> _YOUR GOAL_
The answer is to be an exact copy of the lines below running from the line with "8-bit image samples." down to the line with "in row-major order.", both ends included, and nothing more.

%%

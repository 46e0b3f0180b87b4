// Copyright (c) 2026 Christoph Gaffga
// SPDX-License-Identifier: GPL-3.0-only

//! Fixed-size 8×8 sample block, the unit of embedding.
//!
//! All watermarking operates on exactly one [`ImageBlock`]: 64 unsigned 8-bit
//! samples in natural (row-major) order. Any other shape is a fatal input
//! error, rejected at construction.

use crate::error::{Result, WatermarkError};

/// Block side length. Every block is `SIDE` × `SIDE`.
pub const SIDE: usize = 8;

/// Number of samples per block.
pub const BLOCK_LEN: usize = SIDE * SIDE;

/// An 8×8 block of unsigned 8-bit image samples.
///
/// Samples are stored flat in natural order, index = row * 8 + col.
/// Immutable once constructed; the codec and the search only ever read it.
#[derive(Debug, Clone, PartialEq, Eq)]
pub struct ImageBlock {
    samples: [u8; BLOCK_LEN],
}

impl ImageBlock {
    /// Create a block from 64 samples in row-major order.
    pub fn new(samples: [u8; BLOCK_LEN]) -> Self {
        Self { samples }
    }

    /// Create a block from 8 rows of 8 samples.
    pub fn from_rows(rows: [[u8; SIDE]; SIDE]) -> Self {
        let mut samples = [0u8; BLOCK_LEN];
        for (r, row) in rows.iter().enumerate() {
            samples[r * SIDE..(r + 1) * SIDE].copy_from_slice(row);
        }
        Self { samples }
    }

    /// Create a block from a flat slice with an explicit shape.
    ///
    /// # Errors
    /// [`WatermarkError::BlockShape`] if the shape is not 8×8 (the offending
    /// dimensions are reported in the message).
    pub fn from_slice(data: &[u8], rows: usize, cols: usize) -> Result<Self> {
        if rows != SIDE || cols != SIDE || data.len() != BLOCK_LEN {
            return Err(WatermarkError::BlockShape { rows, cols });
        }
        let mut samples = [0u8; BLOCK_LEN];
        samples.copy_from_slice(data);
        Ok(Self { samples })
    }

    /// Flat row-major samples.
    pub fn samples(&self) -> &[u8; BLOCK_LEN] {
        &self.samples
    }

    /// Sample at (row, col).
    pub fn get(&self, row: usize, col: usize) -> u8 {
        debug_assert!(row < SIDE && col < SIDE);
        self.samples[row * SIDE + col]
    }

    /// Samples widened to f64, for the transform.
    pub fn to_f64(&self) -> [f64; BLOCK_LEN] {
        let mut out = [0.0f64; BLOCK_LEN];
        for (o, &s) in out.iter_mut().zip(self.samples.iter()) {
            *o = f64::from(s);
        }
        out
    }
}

%%

> _FINAL ANSWER_
/// An 8×8 block of unsigned 8-bit image samples.
///
/// Samples are stored flat in natural order, index = row * 8 + col.
/// Immutable once constructed; the codec and the search only ever read it.
#[derive(Debug, Clone, PartialEq, Eq)]
pub struct ImageBlock {
    samples: [u8; BLOCK_LEN],
}

impl ImageBlock {
    /// Create a block from 64 samples in row-major order.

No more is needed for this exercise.